■ TASK DESCRIPTION
Count up the lines below containing the word "None", and give the result with no other words.
#### SOURCE DATA ####
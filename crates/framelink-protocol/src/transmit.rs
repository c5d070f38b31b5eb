//! Frame composition and the transmit path.
//!
//! The [`Transmitter`] owns everything a frame needs on its way out: the
//! host's byte sink, the transmit lock, the id counter and the compose
//! buffer. Frames are built either all at once (`send`, `respond`) or as
//! a multi-part composition (`send_multipart` … `multipart_payload` …
//! `multipart_close`) that streams the payload without ever holding it
//! whole. Both paths produce identical wire bytes.
//!
//! Listener callbacks receive `&mut Transmitter`, which is how a handler
//! responds to a request from inside dispatch without touching the
//! listener tables.

use crate::checksum::ChecksumState;
use crate::config::FrameConfig;
use crate::frame::Message;
use crate::wire;
use bytes::Bytes;
use framelink_core::{Error, Peer};
use std::mem;
use tracing::{debug, warn};

/// Byte sink the engine writes composed frames to.
///
/// The host implements this over its UART, socket or pipe. Writes are
/// synchronous and presumed to succeed; if the sink blocks, the engine
/// blocks with it.
pub trait FrameSink {
    /// Write `bytes` to the transport.
    fn write_bytes(&mut self, bytes: &[u8]);
}

/// Capture sink, mostly for tests and loopback wiring.
impl FrameSink for Vec<u8> {
    fn write_bytes(&mut self, bytes: &[u8]) {
        self.extend_from_slice(bytes);
    }
}

/// Transmit lock guarding the compose path.
///
/// At most one composition may be active per engine. Hosts that share an
/// engine between a producer thread and dispatch-triggered responders
/// implement this over a real mutex; single-threaded hosts use the
/// built-in [`SoftLock`].
pub trait TxLock {
    /// Try to claim the transmit path. `false` aborts the send.
    fn claim(&mut self) -> bool;

    /// Release the transmit path after the frame is flushed.
    fn release(&mut self);
}

/// Plain boolean lock for single-threaded hosts.
///
/// Guards against nested compositions (a send started while a multi-part
/// frame is open) but provides no cross-thread exclusion.
#[derive(Debug, Default)]
pub struct SoftLock {
    held: bool,
}

impl TxLock for SoftLock {
    fn claim(&mut self) -> bool {
        if self.held {
            return false;
        }
        self.held = true;
        true
    }

    fn release(&mut self) {
        self.held = false;
    }
}

/// The transmit half of an engine.
///
/// Obtained by listener callbacks during dispatch; the engine itself
/// forwards its whole send/respond/multipart surface here.
pub struct Transmitter<W, L = SoftLock> {
    config: FrameConfig,
    sink: W,
    lock: L,
    peer: Peer,

    /// Counter for the next allocated id, role bit excluded.
    next_id: u32,

    /// Compose buffer; flushed to the sink whenever it fills.
    buf: Vec<u8>,

    /// Declared payload length of the frame in progress.
    frame_len: u32,

    /// Payload bytes still expected before the frame closes.
    remaining: u32,

    /// Running payload checksum of the frame in progress.
    cksum: ChecksumState,

    /// A multi-part composition is open and holds the lock.
    multipart: bool,
}

impl<W: FrameSink, L: TxLock> Transmitter<W, L> {
    pub(crate) fn new(config: FrameConfig, peer: Peer, sink: W, lock: L) -> Self {
        Transmitter {
            buf: Vec::with_capacity(config.tx_capacity),
            config,
            sink,
            lock,
            peer,
            next_id: 0,
            frame_len: 0,
            remaining: 0,
            cksum: ChecksumState::None,
            multipart: false,
        }
    }

    /// Link configuration this transmitter was built with.
    #[must_use]
    pub fn config(&self) -> &FrameConfig {
        &self.config
    }

    /// Borrow the write sink.
    #[must_use]
    pub fn sink(&self) -> &W {
        &self.sink
    }

    /// Mutably borrow the write sink.
    pub fn sink_mut(&mut self) -> &mut W {
        &mut self.sink
    }

    /// Whether a multi-part composition is currently open.
    #[must_use]
    pub fn is_transmitting(&self) -> bool {
        self.multipart
    }

    /// Send a frame, assigning a fresh id unless it is a response.
    ///
    /// On success the assigned id is stored back into `msg.id` so the
    /// caller can correlate a future reply. Fails when the transmit lock
    /// is held or a field does not fit its configured width.
    pub fn send(&mut self, msg: &mut Message) -> bool {
        let payload = msg.payload.clone();
        let Ok(len) = u32::try_from(payload.len()) else {
            debug!("send rejected: payload longer than the wire format allows");
            return false;
        };
        if !self.begin(msg, len) {
            return false;
        }
        self.push_payload(&payload);
        self.close();
        true
    }

    /// Send a frame of `frame_type` carrying `payload`, no message struct.
    pub fn send_simple(&mut self, frame_type: u32, payload: &[u8]) -> bool {
        let mut msg = Message::new(frame_type, Bytes::copy_from_slice(payload));
        self.send(&mut msg)
    }

    /// Send a response to a received message, reusing its id.
    pub fn respond(&mut self, msg: &mut Message) -> bool {
        msg.is_response = true;
        self.send(msg)
    }

    /// Open a multi-part frame declaring `len` payload bytes.
    ///
    /// The header goes out immediately; the transmit lock stays held
    /// until [`multipart_close`]. `msg.payload` is ignored.
    ///
    /// [`multipart_close`]: Transmitter::multipart_close
    pub fn send_multipart(&mut self, msg: &mut Message, len: u32) -> bool {
        if !self.begin(msg, len) {
            return false;
        }
        self.multipart = true;
        true
    }

    /// [`send_multipart`] without the message struct.
    ///
    /// [`send_multipart`]: Transmitter::send_multipart
    pub fn send_simple_multipart(&mut self, frame_type: u32, len: u32) -> bool {
        let mut msg = Message::new(frame_type, Bytes::new());
        self.send_multipart(&mut msg, len)
    }

    /// Open a multi-part response, reusing the incoming id.
    pub fn respond_multipart(&mut self, msg: &mut Message, len: u32) -> bool {
        msg.is_response = true;
        self.send_multipart(msg, len)
    }

    /// Stream part of the payload of an open multi-part frame.
    ///
    /// May be called any number of times; the running total must reach
    /// the declared length by [`multipart_close`]. Bytes beyond the
    /// declared length are dropped with a warning.
    ///
    /// [`multipart_close`]: Transmitter::multipart_close
    pub fn multipart_payload(&mut self, bytes: &[u8]) {
        if !self.multipart {
            debug!("multipart_payload called with no open frame");
            return;
        }
        self.push_payload(bytes);
    }

    /// Close an open multi-part frame: append the payload checksum,
    /// flush, release the transmit lock.
    pub fn multipart_close(&mut self) {
        if !self.multipart {
            debug!("multipart_close called with no open frame");
            return;
        }
        if self.remaining > 0 {
            warn!(
                missing = self.remaining,
                "closing multipart frame short of its declared length"
            );
        }
        self.multipart = false;
        self.close();
    }

    /// Allocate the next frame id, pinning the peer role bit.
    fn alloc_id(&mut self) -> u32 {
        let bits = self.config.id_width.as_usize() * 8;
        let role_mask = 1u32 << (bits - 1);
        let counter_mask = role_mask - 1;

        let mut id = self.next_id & counter_mask;
        if self.peer.is_master() {
            id |= role_mask;
        }
        self.next_id = (self.next_id + 1) & counter_mask;
        id
    }

    /// Claim the lock and write the frame header.
    fn begin(&mut self, msg: &mut Message, len: u32) -> bool {
        if !self.lock.claim() {
            debug!(error = %Error::TxBusy, "send rejected");
            return false;
        }
        if !self.config.type_width.fits(msg.frame_type) {
            let error = Error::FieldOverflow {
                value: msg.frame_type,
                width: self.config.type_width.as_usize(),
            };
            debug!(%error, "send rejected");
            self.lock.release();
            return false;
        }
        if !self.config.len_width.fits(len) {
            let error = Error::FrameTooLarge {
                size: len as usize,
                max_size: self.config.len_width.max_value() as usize,
            };
            debug!(%error, "send rejected");
            self.lock.release();
            return false;
        }
        if !msg.is_response {
            msg.id = self.alloc_id();
        }

        self.buf.clear();
        self.frame_len = len;
        self.remaining = len;

        let kind = self.config.checksum.clone();
        let mut header_cksum = kind.start();
        if let Some(sof) = self.config.sof {
            self.write_raw(&[sof]);
            kind.update(&mut header_cksum, &[sof]);
        }
        for (value, width) in [
            (msg.id, self.config.id_width),
            (len, self.config.len_width),
            (msg.frame_type, self.config.type_width),
        ] {
            let (tmp, n) = wire::uint_be(value, width.as_usize());
            self.write_raw(&tmp[..n]);
            kind.update(&mut header_cksum, &tmp[..n]);
        }
        if kind.is_enabled() {
            let (tmp, n) = wire::uint_be(kind.finalize(header_cksum), kind.width());
            self.write_raw(&tmp[..n]);
        }
        self.cksum = kind.start();
        true
    }

    /// Fold payload bytes into the checksum and the compose buffer.
    fn push_payload(&mut self, bytes: &[u8]) {
        let take = (self.remaining as usize).min(bytes.len());
        if take < bytes.len() {
            warn!(
                extra = bytes.len() - take,
                "payload bytes beyond the declared frame length were dropped"
            );
        }
        let bytes = &bytes[..take];
        self.config.checksum.update(&mut self.cksum, bytes);
        self.write_raw(bytes);
        self.remaining -= take as u32;
    }

    /// Append the payload checksum, flush, release the lock.
    fn close(&mut self) {
        let kind = self.config.checksum.clone();
        if self.frame_len > 0 && kind.is_enabled() {
            let state = mem::replace(&mut self.cksum, ChecksumState::None);
            let (tmp, n) = wire::uint_be(kind.finalize(state), kind.width());
            self.write_raw(&tmp[..n]);
        }
        self.flush();
        self.lock.release();
    }

    /// Buffered write: spill to the sink whenever the buffer fills.
    fn write_raw(&mut self, bytes: &[u8]) {
        let mut rest = bytes;
        while !rest.is_empty() {
            let space = self.config.tx_capacity - self.buf.len();
            if space == 0 {
                self.flush();
                continue;
            }
            let n = space.min(rest.len());
            self.buf.extend_from_slice(&rest[..n]);
            rest = &rest[n..];
        }
    }

    fn flush(&mut self) {
        if !self.buf.is_empty() {
            self.sink.write_bytes(&self.buf);
            self.buf.clear();
        }
    }
}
####
■ WRITTEN SOLUTION
2